One Question for Rupert Murdoch

In Rupert Murdoch’s letter

to the Bancroft family, he’s quite unambiguous:

The businesses of Dow Jones, and in particular The Wall Street Journal, represent

American journalism at its best. Your record of journalistic independence

and integrity is second to none. Any interference — or even hint of interference

— would break the trust that exists between the paper and its readers, something

I am unwilling to countenance. Apart from breaching the public’s trust, it

would simply be bad business.

The Journal’s reporters in China don’t

trust him at all, however.

News Corp. Chairman Rupert Murdoch has a well-documented history of making

editorial decisions in order to advance his business interests in China and,

indeed, of sacrificing journalistic integrity to satisfy personal or political

aims.

The way I see it, where editorial independence is valuable, Murdoch values

it. Where it isn’t, he doesn’t. So even if he’s interfered in editorial decisions

in China in the past, that doesn’t mean he’ll do so with the WSJ in the future.

Yes, Murdoch interferes in the editorial decisions of papers like the Sun and

the New York Post. And the readers of those papers couldn’t care less. So if

I were the Bancrofts, I’d accept Murdoch’s offer of a meeting, and then ask

him one question:

Do Fox News, or the New York Post, or the Sun, have editorial independence

or integrity?

If Murdoch answers yes, then he’s a liar and he can’t be trusted with the Wall

Street Journal. If he starts muttering about how they don’t have the same editorial

safeguards that he’s proposing for the Journal and has put in place at the Times,

I’d just ask the same question again: never mind the safeguards, do you, Rupert

Murdoch, personally interfere in the news coverage at those institutions?

The answer, of course, is yes – and Murdoch should say so. He should

then try to explain in a compelling manner why he interferes with Fox News and

the New York Post, and why he wouldn’t interfere in the Wall Street Journal.

Of course, he will — and should — allow himself to make changes. The Wall

Street Journal might win Pulitzers for grand pieces on China and Capitalism

which read well in New York, but it’s weak in terms of being a must-read provider

of breaking business news to Asian businessmen. The Bancrofts should then ask

themselves whether Murdoch’s is a vision they want to sign on to.
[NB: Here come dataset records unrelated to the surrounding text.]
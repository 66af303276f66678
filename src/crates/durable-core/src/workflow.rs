//! Workflow functions
//!
//! A workflow is ordinary async code that receives a [`DurableContext`] and
//! the execution input. Everything with side effects goes through the
//! context; everything else must be deterministic, because the driver replays
//! the function from the top on every resume.

use crate::context::DurableContext;
use crate::error::Result;
use async_trait::async_trait;
use serde_json::Value;
use std::fmt;
use std::future::Future;

/// A durable workflow function
#[async_trait]
pub trait Workflow: Send + Sync {
    /// Run (or replay) the workflow
    async fn run(&self, ctx: DurableContext, input: Value) -> Result<Value>;

    /// Name used in logs
    fn name(&self) -> &str {
        "workflow"
    }
}

/// [`Workflow`] backed by a closure, see [`workflow_fn`]
pub struct FnWorkflow<F> {
    name: String,
    f: F,
}

impl<F> fmt::Debug for FnWorkflow<F> {
    fn fmt(&self, f: &mut fmt::Formatter<'_>) -> fmt::Result {
        f.debug_struct("FnWorkflow").field("name", &self.name).finish()
    }
}

/// Wrap an async closure as a named [`Workflow`]
///
/// ```rust,ignore
/// let workflow = workflow_fn("greet", |ctx, input| async move {
///     let name: String = ctx.step("name", || async { Ok("world".to_string()) }).await?;
///     Ok(json!({ "greeting": format!("hello {}", name), "input": input }))
/// });
/// ```
pub fn workflow_fn<F, Fut>(name: impl Into<String>, f: F) -> FnWorkflow<F>
where
    F: Fn(DurableContext, Value) -> Fut + Send + Sync,
    Fut: Future<Output = Result<Value>> + Send,
{
    FnWorkflow {
        name: name.into(),
        f,
    }
}

#[async_trait]
impl<F, Fut> Workflow for FnWorkflow<F>
where
    F: Fn(DurableContext, Value) -> Fut + Send + Sync,
    Fut: Future<Output = Result<Value>> + Send,
{
    async fn run(&self, ctx: DurableContext, input: Value) -> Result<Value> {
        (self.f)(ctx, input).await
    }

    fn name(&self) -> &str {
        &self.name
    }
}
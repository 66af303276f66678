//! Callback submission collaborator
//!
//! When a callback wait starts, the engine hands the callback id to a
//! [`CallbackSubmitter`] exactly once (inside the registration step). The
//! submitter tells the outside world how to resume the execution, e.g. by
//! sending an approval email containing the id, or by enqueueing a job that
//! will later call [`ExecutionDriver::signal`](crate::ExecutionDriver::signal).
//!
//! The id is scoped to the execution (see [`callback_id`](crate::callback_id)),
//! so two executions of one workflow waiting on the same name never share a
//! token. The workflow-level name travels alongside it in [`CallbackRequest::name`].

use crate::error::Result;
use async_trait::async_trait;
use chrono::{DateTime, Utc};
use durable_checkpoint::WaitToken;
use parking_lot::Mutex;
use serde::{Deserialize, Serialize};
use std::sync::Arc;
use tracing::info;

/// What an external system needs to resolve a callback wait
#[derive(Debug, Clone, PartialEq, Serialize, Deserialize)]
#[serde(rename_all = "camelCase")]
pub struct CallbackRequest {
    /// Execution waiting on the callback
    pub execution_id: String,
    /// Name the workflow gave the wait
    pub name: String,
    /// Execution-scoped id to pass back in the signal
    pub callback_id: String,
    /// Unique token value
    pub token: String,
    /// Deadline after which a signal is dropped
    #[serde(default, skip_serializing_if = "Option::is_none")]
    pub expires_at: Option<DateTime<Utc>>,
}

impl CallbackRequest {
    /// Request for the wait `name` correlated by `token`
    pub fn new(name: impl Into<String>, token: &WaitToken) -> Self {
        Self {
            execution_id: token.execution_id.clone(),
            name: name.into(),
            callback_id: token.callback_id.clone(),
            token: token.token.clone(),
            expires_at: token.expires_at,
        }
    }
}

/// Delivers callback ids to the system that will later signal them
#[async_trait]
pub trait CallbackSubmitter: Send + Sync {
    /// Hand off a new callback; an error fails the callback wait
    async fn submit(&self, request: &CallbackRequest) -> Result<()>;
}

/// Submitter that only logs the callback id
#[derive(Debug, Clone, Copy, Default)]
pub struct LoggingSubmitter;

#[async_trait]
impl CallbackSubmitter for LoggingSubmitter {
    async fn submit(&self, request: &CallbackRequest) -> Result<()> {
        info!(
            execution_id = %request.execution_id,
            name = %request.name,
            callback_id = %request.callback_id,
            expires_at = ?request.expires_at,
            "callback awaiting external signal"
        );
        Ok(())
    }
}

/// Submitter that keeps every request in memory (useful for testing)
#[derive(Debug, Clone, Default)]
pub struct RecordingSubmitter {
    requests: Arc<Mutex<Vec<CallbackRequest>>>,
}

impl RecordingSubmitter {
    /// Create an empty recorder
    pub fn new() -> Self {
        Self::default()
    }

    /// Requests submitted so far, in order
    pub fn requests(&self) -> Vec<CallbackRequest> {
        self.requests.lock().clone()
    }

    /// Most recent request for a wait named `name`, from any execution
    pub fn find(&self, name: &str) -> Option<CallbackRequest> {
        self.requests
            .lock()
            .iter()
            .rev()
            .find(|request| request.name == name)
            .cloned()
    }

    /// Most recent request for the wait `name` of `execution_id`
    pub fn find_for(&self, execution_id: &str, name: &str) -> Option<CallbackRequest> {
        self.requests
            .lock()
            .iter()
            .rev()
            .find(|request| request.execution_id == execution_id && request.name == name)
            .cloned()
    }
}

#[async_trait]
impl CallbackSubmitter for RecordingSubmitter {
    async fn submit(&self, request: &CallbackRequest) -> Result<()> {
        self.requests.lock().push(request.clone());
        Ok(())
    }
}

#[cfg(test)]
mod tests {
    use super::*;

    #[tokio::test]
    async fn test_recording_submitter_keeps_order() {
        let submitter = RecordingSubmitter::new();
        for (execution, name) in [("e1", "a"), ("e1", "b"), ("e2", "a")] {
            submitter
                .submit(&CallbackRequest {
                    execution_id: execution.into(),
                    name: name.into(),
                    callback_id: format!("{}#{}", execution, name),
                    token: format!("tok-{}", submitter.requests().len()),
                    expires_at: None,
                })
                .await
                .unwrap();
        }

        assert_eq!(submitter.requests().len(), 3);
        assert_eq!(submitter.find("a").unwrap().token, "tok-2");
        assert_eq!(submitter.find_for("e1", "a").unwrap().callback_id, "e1#a");
        assert!(submitter.find("zzz").is_none());
        assert!(submitter.find_for("e2", "b").is_none());
    }

    #[test]
    fn test_request_from_token() {
        let now = Utc::now();
        let token = WaitToken {
            token: "t".into(),
            callback_id: "e#cb".into(),
            execution_id: "e".into(),
            expires_at: Some(now),
            created_at: now,
        };
        let request = CallbackRequest::new("cb", &token);
        assert_eq!(request.name, "cb");
        assert_eq!(request.callback_id, "e#cb");
        assert_eq!(request.expires_at, Some(now));
    }
}
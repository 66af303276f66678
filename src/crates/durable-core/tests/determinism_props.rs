//! Property tests: fan-out ordering and replay determinism

use chrono::Utc;
use durable_checkpoint::{ExecutionRecord, HistoryStore, InMemoryHistoryStore};
use durable_core::{
    workflow_fn, DurableError, ExecutionDriver, ManualClock, MapConfig, StepRecord,
};
use proptest::prelude::*;
use serde_json::{json, Value};
use std::sync::Arc;
use std::time::Duration;

#[derive(Debug, Clone)]
enum Op {
    Step(u8),
    Wait(u64),
    Fail,
}

fn op_strategy() -> impl Strategy<Value = Op> {
    prop_oneof![
        4 => any::<u8>().prop_map(Op::Step),
        2 => (1u64..3600).prop_map(Op::Wait),
        1 => Just(Op::Fail),
    ]
}

/// Interprets `program`; with `replaying` every operation body errors out
fn interpreter(program: Vec<Op>, replaying: bool) -> impl durable_core::Workflow {
    workflow_fn("program", move |ctx, _| {
        let program = program.clone();
        async move {
            let mut values = Vec::new();
            for (i, op) in program.into_iter().enumerate() {
                let name = format!("op-{}", i);
                match op {
                    Op::Step(v) => {
                        let value: u8 = ctx
                            .step(&name, || async move {
                                if replaying {
                                    Err(DurableError::failed("replayed step ran"))
                                } else {
                                    Ok(v)
                                }
                            })
                            .await?;
                        values.push(json!(value));
                    }
                    Op::Wait(secs) => ctx.wait_named(&name, Duration::from_secs(secs)).await?,
                    Op::Fail => {
                        let caught = ctx
                            .step::<u8, _, _>(&name, || async { Err(DurableError::operation("Boom", "planned")) })
                            .await;
                        match caught {
                            Err(err) if err.is_suspended() => return Err(err),
                            Err(err) => values.push(json!(err.kind())),
                            Ok(v) => values.push(json!(v)),
                        }
                    }
                }
            }
            Ok(Value::Array(values))
        }
    })
}

fn summary(history: &[StepRecord]) -> Vec<(String, String, String)> {
    history
        .iter()
        .map(|r| (r.namespace.to_string(), r.name.clone(), format!("{:?}", r.status)))
        .collect()
}

proptest! {
    #![proptest_config(ProptestConfig::with_cases(32))]

    /// Branch results come back in input order whatever order branches finish in
    #[test]
    fn prop_fan_out_preserves_input_order(
        delays in proptest::collection::vec(0u64..50, 1..8),
        limit in 1usize..4,
    ) {
        let runtime = tokio::runtime::Builder::new_current_thread()
            .enable_time()
            .start_paused(true)
            .build()
            .unwrap();
        runtime.block_on(async {
            let items: Vec<(usize, u64)> = delays.iter().copied().enumerate().collect();
            let driver = ExecutionDriver::new(workflow_fn("ordered", move |ctx, _| {
                let items = items.clone();
                async move {
                    let out: Vec<usize> = ctx
                        .map_with_config(
                            "items",
                            items,
                            MapConfig::new().with_max_concurrency(limit),
                            |branch, (index, delay): (usize, u64), _| async move {
                                tokio::time::sleep(Duration::from_millis(delay)).await;
                                branch.step("id", || async move { Ok(index) }).await
                            },
                        )
                        .await?;
                    Ok(json!(out))
                }
            }))
            .with_clock(Arc::new(ManualClock::new()));

            let outcome = driver.start("order", Value::Null).await.unwrap();
            let expected: Vec<usize> = (0..delays.len()).collect();
            prop_assert_eq!(outcome.completed().cloned(), Some(json!(expected)));
            Ok::<(), TestCaseError>(())
        })?;
    }

    /// Replaying a finished history with failing operation bodies yields the same
    /// result and leaves the history untouched
    #[test]
    fn prop_replay_is_deterministic(program in proptest::collection::vec(op_strategy(), 1..12)) {
        let runtime = tokio::runtime::Builder::new_current_thread()
            .enable_time()
            .build()
            .unwrap();
        runtime.block_on(async {
            let clock = ManualClock::new();
            let driver = ExecutionDriver::new(interpreter(program.clone(), false))
                .with_clock(Arc::new(clock.clone()));
            let outcome = driver.run_to_completion("p", Value::Null).await.unwrap();
            prop_assert!(outcome.is_completed());
            let original = driver.history("p").await.unwrap();

            let store = InMemoryHistoryStore::new();
            store
                .create_execution(ExecutionRecord::new("p", Value::Null, Utc::now()))
                .await
                .unwrap();
            for record in original.iter().cloned() {
                store.append(record).await.unwrap();
            }

            let replayer = ExecutionDriver::new(interpreter(program.clone(), true))
                .with_history_store(Arc::new(store.clone()))
                .with_clock(Arc::new(clock));
            let replayed = replayer.start("p", Value::Null).await.unwrap();

            prop_assert_eq!(replayed, outcome);
            let after = store.history("p").await.unwrap();
            prop_assert_eq!(summary(&after), summary(&original));
            Ok::<(), TestCaseError>(())
        })?;
    }
}
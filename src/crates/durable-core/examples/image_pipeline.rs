//! Image pipeline - a durable workflow with every primitive
//!
//! An uploaded image set goes through:
//!
//! 1. `validate`         step
//! 2. `thumbnails`       map over images (bounded concurrency)
//! 3. `recognize`        invoke of a registered function
//! 4. `price`            step (placeholder pricing)
//! 5. `catalog`          child context storing the result
//! 6. `index-ready`      condition wait polling a fake search index
//! 7. `approval`         callback wait, signalled from a separate task
//!
//! Run with:
//!
//! ```bash
//! RUST_LOG=durable_core=debug cargo run -p durable-core --example image_pipeline
//! ```

use anyhow::Context as _;
use durable_core::{
    init_tracing, workflow_fn, CallbackOutcome, ConditionConfig, DurableContext, DurableError,
    EngineConfig, ExecutionDriver, ExecutionOutcome, LocalInvoker, MapConfig, RecordingSubmitter,
    RetryPolicy, StepConfig, WaitDecision,
};
use serde::{Deserialize, Serialize};
use serde_json::{json, Value};
use std::sync::Arc;
use std::time::Duration;

#[derive(Debug, Clone, Serialize, Deserialize)]
struct Thumbnail {
    source: String,
    width: u32,
}

fn parse_images(input: &Value) -> durable_core::Result<Vec<String>> {
    let images: Vec<String> = serde_json::from_value(input["images"].clone())?;
    if images.is_empty() {
        return Err(DurableError::operation("EmptyUpload", "no images"));
    }
    Ok(images)
}

async fn pipeline(ctx: DurableContext, input: Value) -> durable_core::Result<Value> {
    let images: Vec<String> = ctx
        .step("validate", || {
            let input = input.clone();
            async move { parse_images(&input) }
        })
        .await?;

    let thumbnails: Vec<Thumbnail> = ctx
        .map_with_config(
            "thumbnails",
            images.clone(),
            MapConfig::new().with_max_concurrency(2),
            |branch, source: String, _| async move {
                branch
                    .step("scale", || {
                        let source = source.clone();
                        async move { Ok(Thumbnail { source, width: 128 }) }
                    })
                    .await
            },
        )
        .await?;

    let labels: Vec<String> = ctx
        .invoke_with_config(
            "recognize",
            "recognize",
            json!({ "images": images }),
            StepConfig::new().with_retry(RetryPolicy::new(2).with_error_kinds(["Throttled"])),
        )
        .await?;

    let price: f64 = ctx
        .step("price", || {
            let count = thumbnails.len();
            async move { Ok(count as f64 * 4.99) }
        })
        .await?;

    let listing_id: String = ctx
        .run_in_child_context("catalog", |catalog| async move {
            let id: String = catalog
                .step("allocate-id", || async { Ok(uuid::Uuid::new_v4().to_string()) })
                .await?;
            let _: bool = catalog.step("store", || async { Ok(true) }).await?;
            Ok(id)
        })
        .await?;

    let polls: u32 = ctx
        .wait_for_condition(
            "index-ready",
            ConditionConfig::new(0u32).with_timeout(Duration::from_secs(600)),
            |polls, _| async move { Ok(polls + 1) },
            |polls, _| {
                if *polls >= 3 {
                    WaitDecision::Done
                } else {
                    WaitDecision::continue_after(Duration::from_millis(200))
                }
            },
        )
        .await?;

    let approval: CallbackOutcome<Value> = ctx
        .wait_for_callback("approval", Some(Duration::from_secs(3600)))
        .await?;

    Ok(json!({
        "listing": listing_id,
        "thumbnails": thumbnails.len(),
        "labels": labels,
        "price": price,
        "indexPolls": polls,
        "approval": approval.received(),
    }))
}

#[tokio::main]
async fn main() -> anyhow::Result<()> {
    let config = EngineConfig::load(None).context("loading engine config")?;
    init_tracing(&config.logging).context("initialising tracing")?;

    let invoker = LocalInvoker::new().with_function("recognize", |payload| async move {
        let count = payload["images"].as_array().map(Vec::len).unwrap_or(0);
        Ok(json!((0..count).map(|i| format!("label-{}", i)).collect::<Vec<_>>()))
    });
    let submitter = RecordingSubmitter::new();

    let driver = Arc::new(
        ExecutionDriver::new(workflow_fn("image-pipeline", pipeline))
            .with_config(config)
            .with_invoker(Arc::new(invoker))
            .with_submitter(Arc::new(submitter.clone())),
    );

    let approver = {
        let driver = Arc::clone(&driver);
        let submitter = submitter.clone();
        tokio::spawn(async move {
            loop {
                if let Some(request) = submitter.find("approval") {
                    return driver
                        .signal(&request.callback_id, json!({ "approvedBy": "reviewer" }))
                        .await;
                }
                tokio::time::sleep(Duration::from_millis(10)).await;
            }
        })
    };

    let input = json!({ "images": ["a.png", "b.png", "c.png"] });
    let outcome = driver.run_to_completion("upload-1", input).await?;
    let signal = approver.await??;
    println!("approval signal accepted: {}", signal.accepted());

    match outcome {
        ExecutionOutcome::Completed(value) => {
            println!("completed: {}", serde_json::to_string_pretty(&value)?);
        }
        ExecutionOutcome::Failed { error, history } => {
            println!("failed: {} after {} steps", error, history.len());
        }
        ExecutionOutcome::Suspended(suspension) => {
            println!("still waiting: {:?}", suspension);
        }
    }

    for record in driver.history("upload-1").await? {
        println!(
            "[{:>2}] {:<24} {:<22} {:?}",
            record.sequence,
            record.namespace.to_string(),
            record.name,
            record.status
        );
    }
    Ok(())
}
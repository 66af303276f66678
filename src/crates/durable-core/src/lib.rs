//! # durable-core - Checkpointed Durable Workflows
//!
//! **Write long-running workflows as ordinary async Rust.** Every side effect
//! goes through a [`DurableContext`] primitive whose outcome is checkpointed in
//! a history store. When the process restarts, or a wait elapses, the
//! [`ExecutionDriver`] replays the workflow from the top: completed steps
//! return their recorded result instantly and execution continues where it
//! left off.
//!
//! ## Overview
//!
//! - **Steps** - [`DurableContext::step`] runs an operation at most once per
//!   execution, with optional [`RetryPolicy`]
//! - **Waits** - [`wait`](DurableContext::wait) on a timer,
//!   [`wait_for_callback`](DurableContext::wait_for_callback) on an external
//!   signal, [`wait_for_condition`](DurableContext::wait_for_condition) to poll
//! - **Fan-out** - [`map`](DurableContext::map) and
//!   [`parallel`](DurableContext::parallel) with bounded concurrency
//! - **Child contexts** - [`run_in_child_context`](DurableContext::run_in_child_context)
//!   for isolated sub-workflows
//! - **Invoke** - [`invoke`](DurableContext::invoke) other functions as one step
//! - **Declarative** - lower the same primitives into a
//!   [`StateMachineDefinition`](definition::StateMachineDefinition)
//!
//! ## Replay Model
//!
//! ```text
//! attempt 1:  step a ─→ run, record      wait 1h ─→ record resumeAt, SUSPEND
//! attempt 2:  step a ─→ replay            wait 1h ─→ elapsed, record resumed
//!             step b ─→ run, record       return  ─→ completed
//! ```
//!
//! Workflow code must be deterministic between primitives and must call them
//! in the same order with the same names on every attempt. Step names are
//! unique per namespace.
//!
//! ## Quick Start
//!
//! ```rust,no_run
//! use durable_core::{workflow_fn, ExecutionDriver, ExecutionOutcome};
//! use serde_json::json;
//! use std::time::Duration;
//!
//! #[tokio::main]
//! async fn main() -> durable_core::Result<()> {
//!     let driver = ExecutionDriver::new(workflow_fn("greeting", |ctx, input| async move {
//!         let name: String = ctx
//!             .step("lookup", || async { Ok("world".to_string()) })
//!             .await?;
//!         ctx.wait(Duration::from_secs(1)).await?;
//!         Ok(json!({ "greeting": format!("hello {}", name), "input": input }))
//!     }));
//!
//!     match driver.run_to_completion("greeting-1", json!({})).await? {
//!         ExecutionOutcome::Completed(value) => println!("{}", value),
//!         other => println!("{:?}", other),
//!     }
//!     Ok(())
//! }
//! ```
//!
//! ## Configuration
//!
//! [`EngineConfig`] is read from TOML with `${VAR:default}` expansion; see
//! [`config`] for the sections and defaults, and [`init_tracing`] for log setup.

pub mod child;
pub mod clock;
pub mod config;
pub mod context;
pub mod definition;
pub mod driver;
pub mod error;
pub mod fanout;
pub mod invoke;
pub mod retry;
pub mod step;
pub mod submitter;
pub mod wait;
pub mod workflow;

pub use clock::{Clock, ManualClock, SystemClock};
pub use config::{
    expand_env_vars, init_tracing, EngineConfig, ExecutionConfig, LogFormat, LoggingConfig,
    RetryConfig,
};
pub use context::DurableContext;
pub use driver::{ExecutionDriver, ExecutionOutcome};
pub use error::{kinds, BranchFailure, DurableError, Result, Suspension};
pub use fanout::{branch, Branch, BranchOutcome, MapConfig};
pub use invoke::{FunctionRef, Invoker, LocalInvoker};
pub use retry::{RetryPolicy, RetryState, MAX_RETRY_DELAY_SECONDS};
pub use step::StepConfig;
pub use submitter::{CallbackRequest, CallbackSubmitter, LoggingSubmitter, RecordingSubmitter};
pub use wait::{callback_id, CallbackOutcome, ConditionConfig, WaitDecision};
pub use workflow::{workflow_fn, FnWorkflow, Workflow};

pub use durable_checkpoint::{
    ErrorObject, ExecutionRecord, ExecutionStatus, Namespace, SignalOutcome, StepRecord,
    StepStatus,
};
//! Invoke Bridge - calling other units of work as one checkpointed step
//!
//! `ctx.invoke(label, target, payload)` is a [`step`](crate::DurableContext::step)
//! whose operation calls an [`Invoker`]. There is no extra replay logic: once
//! the call's result is recorded under `label` it is returned on every replay.
//!
//! [`LocalInvoker`] dispatches to async closures registered by name, which is
//! enough for tests and single-process deployments. Remote targets implement
//! [`Invoker`] themselves.

use crate::context::DurableContext;
use crate::error::{kinds, DurableError, Result};
use crate::step::StepConfig;
use async_trait::async_trait;
use futures::future::BoxFuture;
use serde::de::DeserializeOwned;
use serde::{Deserialize, Serialize};
use serde_json::Value;
use std::collections::HashMap;
use std::fmt;
use std::future::Future;
use std::sync::Arc;
use tracing::debug;

/// Address of an invocable unit of work
#[derive(Debug, Clone, PartialEq, Eq, Hash, Serialize, Deserialize)]
pub struct FunctionRef {
    /// Function name
    pub name: String,
    /// Optional version or alias
    #[serde(default, skip_serializing_if = "Option::is_none")]
    pub qualifier: Option<String>,
}

impl FunctionRef {
    /// Reference a function by name
    pub fn new(name: impl Into<String>) -> Self {
        Self {
            name: name.into(),
            qualifier: None,
        }
    }

    /// Pin a version or alias
    pub fn with_qualifier(mut self, qualifier: impl Into<String>) -> Self {
        self.qualifier = Some(qualifier.into());
        self
    }
}

impl fmt::Display for FunctionRef {
    fn fmt(&self, f: &mut fmt::Formatter<'_>) -> fmt::Result {
        match &self.qualifier {
            Some(qualifier) => write!(f, "{}:{}", self.name, qualifier),
            None => write!(f, "{}", self.name),
        }
    }
}

impl From<&str> for FunctionRef {
    fn from(name: &str) -> Self {
        Self::new(name)
    }
}

/// Calls external units of work
#[async_trait]
pub trait Invoker: Send + Sync {
    /// Invoke `target` with `payload` and return its result
    async fn invoke(&self, target: &FunctionRef, payload: Value) -> Result<Value>;
}

type Handler = Arc<dyn Fn(Value) -> BoxFuture<'static, Result<Value>> + Send + Sync>;

/// In-process [`Invoker`] backed by registered async closures.
///
/// Clones share the same registry.
#[derive(Clone, Default)]
pub struct LocalInvoker {
    handlers: Arc<parking_lot::RwLock<HashMap<String, Handler>>>,
}

impl LocalInvoker {
    /// Create an empty registry
    pub fn new() -> Self {
        Self::default()
    }

    /// Register `handler` under `name` (builder style)
    pub fn with_function<F, Fut>(self, name: impl Into<String>, handler: F) -> Self
    where
        F: Fn(Value) -> Fut + Send + Sync + 'static,
        Fut: Future<Output = Result<Value>> + Send + 'static,
    {
        self.register(name, handler);
        self
    }

    /// Register `handler` under `name`
    pub fn register<F, Fut>(&self, name: impl Into<String>, handler: F)
    where
        F: Fn(Value) -> Fut + Send + Sync + 'static,
        Fut: Future<Output = Result<Value>> + Send + 'static,
    {
        let handler: Handler = Arc::new(move |payload| Box::pin(handler(payload)));
        self.handlers.write().insert(name.into(), handler);
    }

    /// Registered function names
    pub fn function_names(&self) -> Vec<String> {
        let mut names: Vec<String> = self.handlers.read().keys().cloned().collect();
        names.sort();
        names
    }
}

impl fmt::Debug for LocalInvoker {
    fn fmt(&self, f: &mut fmt::Formatter<'_>) -> fmt::Result {
        f.debug_struct("LocalInvoker")
            .field("functions", &self.function_names())
            .finish()
    }
}

#[async_trait]
impl Invoker for LocalInvoker {
    async fn invoke(&self, target: &FunctionRef, payload: Value) -> Result<Value> {
        let handler = self.handlers.read().get(&target.name).cloned();
        match handler {
            Some(handler) => handler(payload).await,
            None => Err(DurableError::operation(
                kinds::FUNCTION_NOT_FOUND,
                format!("no function registered as '{}'", target),
            )),
        }
    }
}

impl DurableContext {
    /// Call `target` with `payload` as a checkpointed step named `label`
    pub async fn invoke<P, R>(&self, label: &str, target: impl Into<FunctionRef>, payload: P) -> Result<R>
    where
        P: Serialize,
        R: Serialize + DeserializeOwned,
    {
        self.invoke_with_config(label, target, payload, StepConfig::default())
            .await
    }

    /// [`invoke`](Self::invoke) with explicit step options (e.g. retries)
    pub async fn invoke_with_config<P, R>(
        &self,
        label: &str,
        target: impl Into<FunctionRef>,
        payload: P,
        config: StepConfig,
    ) -> Result<R>
    where
        P: Serialize,
        R: Serialize + DeserializeOwned,
    {
        let target = target.into();
        let payload = serde_json::to_value(payload)?;
        let invoker = Arc::clone(&self.runtime.invoker);

        let value: Value = self
            .step_with_config(label, config, || {
                let invoker = Arc::clone(&invoker);
                let target = target.clone();
                let payload = payload.clone();
                async move {
                    debug!(function = %target, "invoking function");
                    invoker.invoke(&target, payload).await
                }
            })
            .await?;
        Ok(serde_json::from_value(value)?)
    }
}

#[cfg(test)]
mod tests {
    use super::*;
    use crate::context::testing::Harness;
    use serde_json::json;
    use std::sync::atomic::{AtomicU32, Ordering};

    #[tokio::test]
    async fn test_invoke_is_memoized() {
        let harness = Harness::new().await;
        let calls = Arc::new(AtomicU32::new(0));
        let counter = Arc::clone(&calls);
        harness.invoker.register("double", move |payload| {
            let counter = Arc::clone(&counter);
            async move {
                counter.fetch_add(1, Ordering::SeqCst);
                Ok(json!(payload["n"].as_i64().unwrap_or(0) * 2))
            }
        });

        for _ in 0..3 {
            let result: i64 = harness
                .attempt()
                .invoke("double-it", "double", json!({"n": 21}))
                .await
                .unwrap();
            assert_eq!(result, 42);
        }
        assert_eq!(calls.load(Ordering::SeqCst), 1);
    }

    #[tokio::test]
    async fn test_unknown_target_is_recorded_failure() {
        let harness = Harness::new().await;
        let err = harness
            .attempt()
            .invoke::<_, Value>("call", FunctionRef::new("missing").with_qualifier("v2"), json!({}))
            .await
            .unwrap_err();
        assert_eq!(err.kind(), kinds::FUNCTION_NOT_FOUND);
        assert!(err.to_string().contains("missing:v2"));
    }

    #[test]
    fn test_function_names_sorted() {
        let invoker = LocalInvoker::new()
            .with_function("b", |v| async move { Ok(v) })
            .with_function("a", |v| async move { Ok(v) });
        assert_eq!(invoker.function_names(), vec!["a".to_string(), "b".to_string()]);
    }
}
The way I see it, the current impasse is due mainly to the fact that the Bancrofts

don’t trust Murdoch with their paper: they think that what he says he’s going

to do and what he actually will do are two different things. And it’s a little

silly for a $5 billion deal to be scuppered by mistrust between two sides who’ve

never even met. They should get together, and talk. If they still don’t trust

him, the Bancrofts are under no obligation to sell. But they should at least

make an effort to find out for themselves what Murdoch’s really proposing.